## Your instructions
Lift every line from the entries that includes the word "TokenShared".

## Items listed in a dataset
********************

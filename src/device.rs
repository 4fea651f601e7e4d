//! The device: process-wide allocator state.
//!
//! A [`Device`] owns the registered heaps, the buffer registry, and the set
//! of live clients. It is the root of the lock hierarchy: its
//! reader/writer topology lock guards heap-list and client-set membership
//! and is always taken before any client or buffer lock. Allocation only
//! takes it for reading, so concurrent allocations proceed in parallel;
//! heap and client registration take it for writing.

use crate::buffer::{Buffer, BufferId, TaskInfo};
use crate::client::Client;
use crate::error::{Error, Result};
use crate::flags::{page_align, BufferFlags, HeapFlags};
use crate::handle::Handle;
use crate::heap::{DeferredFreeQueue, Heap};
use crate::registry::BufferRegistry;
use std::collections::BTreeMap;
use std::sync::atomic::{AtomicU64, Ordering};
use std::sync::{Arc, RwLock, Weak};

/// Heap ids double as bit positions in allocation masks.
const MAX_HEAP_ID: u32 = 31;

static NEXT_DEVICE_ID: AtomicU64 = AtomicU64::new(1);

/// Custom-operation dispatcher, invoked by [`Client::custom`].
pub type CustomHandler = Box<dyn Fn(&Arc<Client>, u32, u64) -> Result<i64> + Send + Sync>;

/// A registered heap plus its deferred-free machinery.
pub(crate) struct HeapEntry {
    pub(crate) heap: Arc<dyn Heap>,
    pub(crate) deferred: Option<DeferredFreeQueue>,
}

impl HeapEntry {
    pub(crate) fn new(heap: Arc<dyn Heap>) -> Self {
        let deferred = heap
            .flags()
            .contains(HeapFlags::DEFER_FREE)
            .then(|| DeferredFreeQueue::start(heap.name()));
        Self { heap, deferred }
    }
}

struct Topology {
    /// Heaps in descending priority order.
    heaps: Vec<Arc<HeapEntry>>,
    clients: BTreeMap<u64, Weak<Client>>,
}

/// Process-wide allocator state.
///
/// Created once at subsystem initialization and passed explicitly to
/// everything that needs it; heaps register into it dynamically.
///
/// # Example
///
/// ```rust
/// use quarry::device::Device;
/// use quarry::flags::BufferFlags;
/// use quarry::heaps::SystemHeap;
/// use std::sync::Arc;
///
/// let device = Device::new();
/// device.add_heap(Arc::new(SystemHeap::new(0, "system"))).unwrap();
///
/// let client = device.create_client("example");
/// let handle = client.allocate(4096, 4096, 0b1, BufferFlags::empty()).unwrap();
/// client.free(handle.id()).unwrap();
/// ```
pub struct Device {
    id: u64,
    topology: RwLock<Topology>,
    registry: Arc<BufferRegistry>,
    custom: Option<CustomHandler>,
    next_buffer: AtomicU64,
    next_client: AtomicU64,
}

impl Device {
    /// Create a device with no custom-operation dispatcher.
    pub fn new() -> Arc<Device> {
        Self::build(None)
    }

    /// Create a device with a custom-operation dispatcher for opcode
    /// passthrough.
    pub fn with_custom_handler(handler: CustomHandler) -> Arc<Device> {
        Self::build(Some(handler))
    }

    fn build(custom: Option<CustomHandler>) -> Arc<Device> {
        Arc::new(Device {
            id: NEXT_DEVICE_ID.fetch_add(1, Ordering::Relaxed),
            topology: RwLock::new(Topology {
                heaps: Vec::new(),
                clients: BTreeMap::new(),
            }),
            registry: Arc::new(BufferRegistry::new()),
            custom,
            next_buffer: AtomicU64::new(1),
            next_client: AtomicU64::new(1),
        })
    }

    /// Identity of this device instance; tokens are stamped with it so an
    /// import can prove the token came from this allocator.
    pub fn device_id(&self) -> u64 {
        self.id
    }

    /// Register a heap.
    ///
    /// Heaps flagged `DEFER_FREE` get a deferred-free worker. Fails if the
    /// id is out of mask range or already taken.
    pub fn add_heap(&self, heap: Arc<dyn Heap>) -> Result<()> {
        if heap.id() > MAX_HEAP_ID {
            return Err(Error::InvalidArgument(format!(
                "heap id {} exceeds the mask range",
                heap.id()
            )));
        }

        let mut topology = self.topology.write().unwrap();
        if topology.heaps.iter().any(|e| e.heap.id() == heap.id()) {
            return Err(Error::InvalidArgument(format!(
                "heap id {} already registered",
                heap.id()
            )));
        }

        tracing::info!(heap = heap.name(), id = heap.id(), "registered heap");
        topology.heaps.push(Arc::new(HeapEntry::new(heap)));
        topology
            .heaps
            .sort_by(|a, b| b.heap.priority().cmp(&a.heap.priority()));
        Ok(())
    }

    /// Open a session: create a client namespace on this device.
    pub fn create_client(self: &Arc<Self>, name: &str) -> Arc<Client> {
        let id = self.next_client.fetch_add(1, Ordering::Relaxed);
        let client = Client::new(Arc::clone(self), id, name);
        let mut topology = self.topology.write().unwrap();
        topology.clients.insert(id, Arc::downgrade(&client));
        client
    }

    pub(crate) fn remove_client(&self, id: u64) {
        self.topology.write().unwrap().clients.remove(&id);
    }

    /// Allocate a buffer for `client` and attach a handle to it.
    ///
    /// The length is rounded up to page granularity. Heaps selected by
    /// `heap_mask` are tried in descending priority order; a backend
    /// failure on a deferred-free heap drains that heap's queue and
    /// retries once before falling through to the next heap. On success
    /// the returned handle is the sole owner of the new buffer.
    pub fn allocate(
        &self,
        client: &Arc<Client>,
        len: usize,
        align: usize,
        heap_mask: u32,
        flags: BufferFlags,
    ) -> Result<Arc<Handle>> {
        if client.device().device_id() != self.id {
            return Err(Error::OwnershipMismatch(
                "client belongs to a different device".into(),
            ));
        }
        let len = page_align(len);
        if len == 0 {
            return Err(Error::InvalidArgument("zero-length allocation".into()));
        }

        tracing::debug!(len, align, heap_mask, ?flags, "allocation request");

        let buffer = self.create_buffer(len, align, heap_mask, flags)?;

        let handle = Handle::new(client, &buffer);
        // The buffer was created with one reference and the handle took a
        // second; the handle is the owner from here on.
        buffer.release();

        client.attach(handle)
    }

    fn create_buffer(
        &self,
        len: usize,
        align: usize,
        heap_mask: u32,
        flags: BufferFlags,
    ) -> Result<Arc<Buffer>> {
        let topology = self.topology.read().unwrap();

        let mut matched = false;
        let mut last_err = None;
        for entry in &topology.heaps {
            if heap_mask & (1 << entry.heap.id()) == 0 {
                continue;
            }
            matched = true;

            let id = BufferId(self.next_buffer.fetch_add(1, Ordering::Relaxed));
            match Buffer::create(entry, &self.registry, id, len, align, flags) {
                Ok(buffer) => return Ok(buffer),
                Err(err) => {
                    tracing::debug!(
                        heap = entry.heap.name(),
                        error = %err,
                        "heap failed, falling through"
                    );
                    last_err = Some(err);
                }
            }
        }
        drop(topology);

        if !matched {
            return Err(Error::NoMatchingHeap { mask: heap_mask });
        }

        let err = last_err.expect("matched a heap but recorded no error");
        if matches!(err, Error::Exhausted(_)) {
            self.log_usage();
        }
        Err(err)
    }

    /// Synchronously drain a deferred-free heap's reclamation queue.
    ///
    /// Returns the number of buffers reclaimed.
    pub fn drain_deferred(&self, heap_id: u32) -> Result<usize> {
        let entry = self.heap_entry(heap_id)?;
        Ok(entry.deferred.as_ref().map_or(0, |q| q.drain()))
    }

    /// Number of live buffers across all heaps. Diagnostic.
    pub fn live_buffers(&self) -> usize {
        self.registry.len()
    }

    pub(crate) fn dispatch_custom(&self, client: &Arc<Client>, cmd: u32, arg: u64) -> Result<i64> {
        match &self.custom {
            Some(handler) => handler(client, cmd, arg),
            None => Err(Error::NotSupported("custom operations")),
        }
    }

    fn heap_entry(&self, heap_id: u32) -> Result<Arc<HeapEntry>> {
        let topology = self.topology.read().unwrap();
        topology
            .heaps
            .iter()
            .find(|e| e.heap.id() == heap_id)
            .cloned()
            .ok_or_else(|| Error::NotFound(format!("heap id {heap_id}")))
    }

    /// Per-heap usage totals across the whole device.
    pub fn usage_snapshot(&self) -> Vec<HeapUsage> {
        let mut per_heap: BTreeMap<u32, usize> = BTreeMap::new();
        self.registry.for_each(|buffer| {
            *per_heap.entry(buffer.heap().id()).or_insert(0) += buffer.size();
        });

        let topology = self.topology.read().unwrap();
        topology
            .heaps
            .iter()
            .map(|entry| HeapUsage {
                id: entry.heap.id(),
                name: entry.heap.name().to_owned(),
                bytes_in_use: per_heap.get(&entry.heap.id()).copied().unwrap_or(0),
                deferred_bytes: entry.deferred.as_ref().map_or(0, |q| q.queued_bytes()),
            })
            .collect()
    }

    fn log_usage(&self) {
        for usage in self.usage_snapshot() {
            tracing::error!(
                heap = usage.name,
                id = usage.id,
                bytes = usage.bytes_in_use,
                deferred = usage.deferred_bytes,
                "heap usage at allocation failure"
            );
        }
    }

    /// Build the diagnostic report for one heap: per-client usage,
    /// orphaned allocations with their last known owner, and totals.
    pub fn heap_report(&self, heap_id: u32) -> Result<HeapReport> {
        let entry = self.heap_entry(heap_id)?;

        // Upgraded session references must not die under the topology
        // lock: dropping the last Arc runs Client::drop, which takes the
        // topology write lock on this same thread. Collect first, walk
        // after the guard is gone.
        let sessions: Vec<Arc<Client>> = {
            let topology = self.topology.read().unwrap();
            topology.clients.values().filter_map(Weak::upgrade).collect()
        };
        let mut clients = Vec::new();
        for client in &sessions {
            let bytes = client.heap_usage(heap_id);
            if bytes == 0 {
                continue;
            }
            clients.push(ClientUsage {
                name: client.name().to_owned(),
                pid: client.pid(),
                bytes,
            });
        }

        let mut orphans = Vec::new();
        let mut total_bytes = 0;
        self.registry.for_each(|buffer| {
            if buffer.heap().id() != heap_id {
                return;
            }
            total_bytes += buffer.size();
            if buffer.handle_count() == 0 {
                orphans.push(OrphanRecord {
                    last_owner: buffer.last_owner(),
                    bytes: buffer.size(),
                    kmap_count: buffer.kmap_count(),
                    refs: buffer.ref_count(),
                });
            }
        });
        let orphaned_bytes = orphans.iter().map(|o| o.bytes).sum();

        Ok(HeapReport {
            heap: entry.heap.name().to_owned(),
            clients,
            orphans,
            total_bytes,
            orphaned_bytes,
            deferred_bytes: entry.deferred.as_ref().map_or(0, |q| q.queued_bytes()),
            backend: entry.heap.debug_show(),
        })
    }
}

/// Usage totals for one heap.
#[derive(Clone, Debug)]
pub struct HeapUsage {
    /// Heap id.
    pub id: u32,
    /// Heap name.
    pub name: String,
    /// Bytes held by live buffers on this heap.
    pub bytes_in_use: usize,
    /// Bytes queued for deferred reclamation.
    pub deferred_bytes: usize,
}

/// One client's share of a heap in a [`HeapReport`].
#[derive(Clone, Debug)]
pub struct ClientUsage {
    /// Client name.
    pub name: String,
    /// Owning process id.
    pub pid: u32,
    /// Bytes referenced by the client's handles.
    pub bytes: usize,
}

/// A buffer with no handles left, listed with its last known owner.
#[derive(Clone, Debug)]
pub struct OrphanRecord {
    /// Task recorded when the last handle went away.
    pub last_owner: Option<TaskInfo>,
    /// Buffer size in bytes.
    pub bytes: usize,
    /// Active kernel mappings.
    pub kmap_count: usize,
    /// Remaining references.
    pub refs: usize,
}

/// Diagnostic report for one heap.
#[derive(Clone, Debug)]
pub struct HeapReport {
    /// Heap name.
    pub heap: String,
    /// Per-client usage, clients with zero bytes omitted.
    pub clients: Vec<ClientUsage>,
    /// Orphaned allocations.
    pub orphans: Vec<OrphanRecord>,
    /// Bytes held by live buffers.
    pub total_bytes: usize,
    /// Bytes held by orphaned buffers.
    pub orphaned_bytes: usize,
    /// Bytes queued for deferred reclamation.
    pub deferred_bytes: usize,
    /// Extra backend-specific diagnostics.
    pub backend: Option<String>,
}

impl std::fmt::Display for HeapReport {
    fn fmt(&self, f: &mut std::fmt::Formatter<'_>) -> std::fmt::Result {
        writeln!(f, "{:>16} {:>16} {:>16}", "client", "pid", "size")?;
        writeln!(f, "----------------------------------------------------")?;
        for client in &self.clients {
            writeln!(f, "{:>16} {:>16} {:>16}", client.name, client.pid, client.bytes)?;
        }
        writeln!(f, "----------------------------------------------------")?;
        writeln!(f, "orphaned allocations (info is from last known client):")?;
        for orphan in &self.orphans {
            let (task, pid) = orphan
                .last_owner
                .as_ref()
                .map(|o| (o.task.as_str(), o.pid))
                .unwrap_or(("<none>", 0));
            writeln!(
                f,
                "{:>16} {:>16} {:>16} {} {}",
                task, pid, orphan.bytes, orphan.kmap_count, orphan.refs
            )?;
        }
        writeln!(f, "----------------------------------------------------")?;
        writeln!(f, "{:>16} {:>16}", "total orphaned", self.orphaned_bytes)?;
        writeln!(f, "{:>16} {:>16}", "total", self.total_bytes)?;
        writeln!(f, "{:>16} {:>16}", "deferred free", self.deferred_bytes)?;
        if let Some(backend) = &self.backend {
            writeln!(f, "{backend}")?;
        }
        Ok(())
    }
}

********************

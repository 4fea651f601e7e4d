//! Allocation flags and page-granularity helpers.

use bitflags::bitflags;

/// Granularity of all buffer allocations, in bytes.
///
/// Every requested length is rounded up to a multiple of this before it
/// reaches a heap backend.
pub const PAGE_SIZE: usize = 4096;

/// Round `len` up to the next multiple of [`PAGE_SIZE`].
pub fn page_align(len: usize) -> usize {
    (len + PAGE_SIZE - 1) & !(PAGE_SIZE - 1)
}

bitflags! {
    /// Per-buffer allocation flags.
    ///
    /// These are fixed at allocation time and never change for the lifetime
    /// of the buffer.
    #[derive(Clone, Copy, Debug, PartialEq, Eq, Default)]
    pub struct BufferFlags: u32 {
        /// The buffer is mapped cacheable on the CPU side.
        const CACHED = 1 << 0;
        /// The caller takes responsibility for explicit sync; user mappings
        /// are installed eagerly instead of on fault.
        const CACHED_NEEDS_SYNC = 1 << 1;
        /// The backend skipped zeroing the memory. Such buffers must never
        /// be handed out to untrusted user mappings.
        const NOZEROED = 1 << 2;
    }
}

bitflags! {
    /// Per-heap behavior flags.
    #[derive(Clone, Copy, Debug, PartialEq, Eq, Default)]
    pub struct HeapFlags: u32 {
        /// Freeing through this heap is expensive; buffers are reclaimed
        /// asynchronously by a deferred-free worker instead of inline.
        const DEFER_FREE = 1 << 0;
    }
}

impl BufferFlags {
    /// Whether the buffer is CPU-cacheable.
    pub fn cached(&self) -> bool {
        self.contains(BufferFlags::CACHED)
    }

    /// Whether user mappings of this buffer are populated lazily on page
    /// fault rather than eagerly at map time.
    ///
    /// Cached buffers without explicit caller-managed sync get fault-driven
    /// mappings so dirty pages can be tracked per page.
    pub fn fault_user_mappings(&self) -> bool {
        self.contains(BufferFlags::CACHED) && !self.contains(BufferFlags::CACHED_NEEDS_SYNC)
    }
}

********************

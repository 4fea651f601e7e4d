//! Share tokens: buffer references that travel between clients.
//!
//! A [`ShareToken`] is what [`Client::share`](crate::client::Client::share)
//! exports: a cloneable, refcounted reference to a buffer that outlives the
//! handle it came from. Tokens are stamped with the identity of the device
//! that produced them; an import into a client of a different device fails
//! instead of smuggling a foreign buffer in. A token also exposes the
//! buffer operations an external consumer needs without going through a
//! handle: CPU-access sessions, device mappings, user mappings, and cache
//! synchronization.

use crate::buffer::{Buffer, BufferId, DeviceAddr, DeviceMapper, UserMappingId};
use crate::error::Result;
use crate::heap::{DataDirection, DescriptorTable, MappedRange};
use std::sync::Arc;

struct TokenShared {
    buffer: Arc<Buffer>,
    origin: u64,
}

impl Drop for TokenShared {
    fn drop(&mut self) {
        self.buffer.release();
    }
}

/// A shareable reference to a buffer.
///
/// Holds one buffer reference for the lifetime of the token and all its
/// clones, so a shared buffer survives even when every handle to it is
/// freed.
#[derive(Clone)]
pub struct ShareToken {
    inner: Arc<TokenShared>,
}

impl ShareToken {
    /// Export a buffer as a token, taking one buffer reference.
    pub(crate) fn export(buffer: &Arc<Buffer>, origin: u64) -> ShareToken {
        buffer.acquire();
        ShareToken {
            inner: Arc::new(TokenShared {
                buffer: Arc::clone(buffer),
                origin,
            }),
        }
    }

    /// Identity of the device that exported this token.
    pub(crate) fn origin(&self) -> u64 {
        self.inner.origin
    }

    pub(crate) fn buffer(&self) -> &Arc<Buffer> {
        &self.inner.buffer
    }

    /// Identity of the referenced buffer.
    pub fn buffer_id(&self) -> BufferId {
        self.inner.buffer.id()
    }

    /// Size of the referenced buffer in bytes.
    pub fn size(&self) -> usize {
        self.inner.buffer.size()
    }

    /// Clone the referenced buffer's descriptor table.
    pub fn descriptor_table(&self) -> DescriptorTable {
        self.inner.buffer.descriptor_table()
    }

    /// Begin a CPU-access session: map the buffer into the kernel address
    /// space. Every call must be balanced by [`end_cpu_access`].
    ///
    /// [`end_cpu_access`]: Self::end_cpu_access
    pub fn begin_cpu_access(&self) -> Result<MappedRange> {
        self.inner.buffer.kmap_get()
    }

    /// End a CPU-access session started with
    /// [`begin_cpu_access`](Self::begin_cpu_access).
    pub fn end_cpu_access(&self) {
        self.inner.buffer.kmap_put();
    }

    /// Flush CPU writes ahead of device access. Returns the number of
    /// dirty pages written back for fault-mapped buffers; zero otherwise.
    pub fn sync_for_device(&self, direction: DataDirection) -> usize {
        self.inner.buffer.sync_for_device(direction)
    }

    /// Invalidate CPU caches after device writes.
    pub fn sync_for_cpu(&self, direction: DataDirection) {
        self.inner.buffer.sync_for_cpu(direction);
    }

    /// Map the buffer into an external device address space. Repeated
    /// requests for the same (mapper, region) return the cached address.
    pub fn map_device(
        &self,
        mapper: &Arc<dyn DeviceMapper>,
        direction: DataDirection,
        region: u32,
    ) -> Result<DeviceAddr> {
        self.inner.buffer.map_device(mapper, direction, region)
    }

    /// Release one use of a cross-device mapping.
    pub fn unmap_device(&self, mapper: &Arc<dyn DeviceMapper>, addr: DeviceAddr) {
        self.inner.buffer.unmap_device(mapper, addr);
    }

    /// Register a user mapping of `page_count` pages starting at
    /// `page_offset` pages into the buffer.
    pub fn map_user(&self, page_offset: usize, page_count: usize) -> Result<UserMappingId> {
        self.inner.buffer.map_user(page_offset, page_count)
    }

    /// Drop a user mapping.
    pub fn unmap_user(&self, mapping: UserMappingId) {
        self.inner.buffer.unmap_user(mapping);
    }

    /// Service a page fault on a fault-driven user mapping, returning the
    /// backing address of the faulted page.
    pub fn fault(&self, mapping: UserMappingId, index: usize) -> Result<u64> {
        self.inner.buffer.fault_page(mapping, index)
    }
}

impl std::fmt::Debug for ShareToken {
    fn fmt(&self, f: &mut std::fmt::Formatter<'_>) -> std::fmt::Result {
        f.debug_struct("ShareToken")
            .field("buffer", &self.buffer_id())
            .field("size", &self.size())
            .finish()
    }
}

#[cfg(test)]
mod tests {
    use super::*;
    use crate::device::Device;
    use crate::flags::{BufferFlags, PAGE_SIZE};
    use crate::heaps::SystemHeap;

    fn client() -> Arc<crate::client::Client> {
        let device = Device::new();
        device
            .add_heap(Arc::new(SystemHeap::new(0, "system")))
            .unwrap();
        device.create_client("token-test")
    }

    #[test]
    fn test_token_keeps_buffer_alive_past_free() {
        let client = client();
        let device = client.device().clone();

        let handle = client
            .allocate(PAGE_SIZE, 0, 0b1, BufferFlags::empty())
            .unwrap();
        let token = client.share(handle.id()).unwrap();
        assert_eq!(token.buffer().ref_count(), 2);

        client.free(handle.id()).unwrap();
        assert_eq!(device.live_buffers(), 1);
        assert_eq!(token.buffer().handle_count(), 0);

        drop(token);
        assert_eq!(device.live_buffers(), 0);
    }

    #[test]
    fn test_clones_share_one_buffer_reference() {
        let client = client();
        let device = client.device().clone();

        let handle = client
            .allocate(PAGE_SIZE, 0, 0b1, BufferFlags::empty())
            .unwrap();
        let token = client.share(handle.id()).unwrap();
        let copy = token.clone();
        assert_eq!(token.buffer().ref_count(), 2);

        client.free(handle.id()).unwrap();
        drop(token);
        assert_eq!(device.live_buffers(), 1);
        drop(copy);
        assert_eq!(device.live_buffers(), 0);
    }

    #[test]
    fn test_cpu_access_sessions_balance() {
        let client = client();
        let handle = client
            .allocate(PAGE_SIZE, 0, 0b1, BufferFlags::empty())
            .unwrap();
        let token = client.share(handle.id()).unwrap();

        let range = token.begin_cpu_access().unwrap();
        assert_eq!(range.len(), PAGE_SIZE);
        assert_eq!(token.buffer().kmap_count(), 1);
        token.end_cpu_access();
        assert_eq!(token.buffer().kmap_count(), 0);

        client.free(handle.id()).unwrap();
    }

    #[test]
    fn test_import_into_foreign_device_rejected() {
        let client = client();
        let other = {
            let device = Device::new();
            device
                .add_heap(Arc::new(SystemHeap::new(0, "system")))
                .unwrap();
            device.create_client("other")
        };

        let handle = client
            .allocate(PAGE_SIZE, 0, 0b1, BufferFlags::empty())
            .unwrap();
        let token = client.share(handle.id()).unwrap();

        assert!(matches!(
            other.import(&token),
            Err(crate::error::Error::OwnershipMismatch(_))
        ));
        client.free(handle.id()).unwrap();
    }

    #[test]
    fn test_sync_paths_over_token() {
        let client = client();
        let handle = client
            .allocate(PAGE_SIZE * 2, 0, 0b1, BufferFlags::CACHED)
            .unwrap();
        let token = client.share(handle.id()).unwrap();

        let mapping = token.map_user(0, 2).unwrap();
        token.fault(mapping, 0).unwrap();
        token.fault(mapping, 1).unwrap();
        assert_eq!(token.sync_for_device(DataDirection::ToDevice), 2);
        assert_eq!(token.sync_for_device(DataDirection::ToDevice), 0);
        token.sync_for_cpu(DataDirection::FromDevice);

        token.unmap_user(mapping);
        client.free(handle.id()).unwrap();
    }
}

********************

## Expected output
struct TokenShared {
impl Drop for TokenShared {
    inner: Arc<TokenShared>,
            inner: Arc::new(TokenShared {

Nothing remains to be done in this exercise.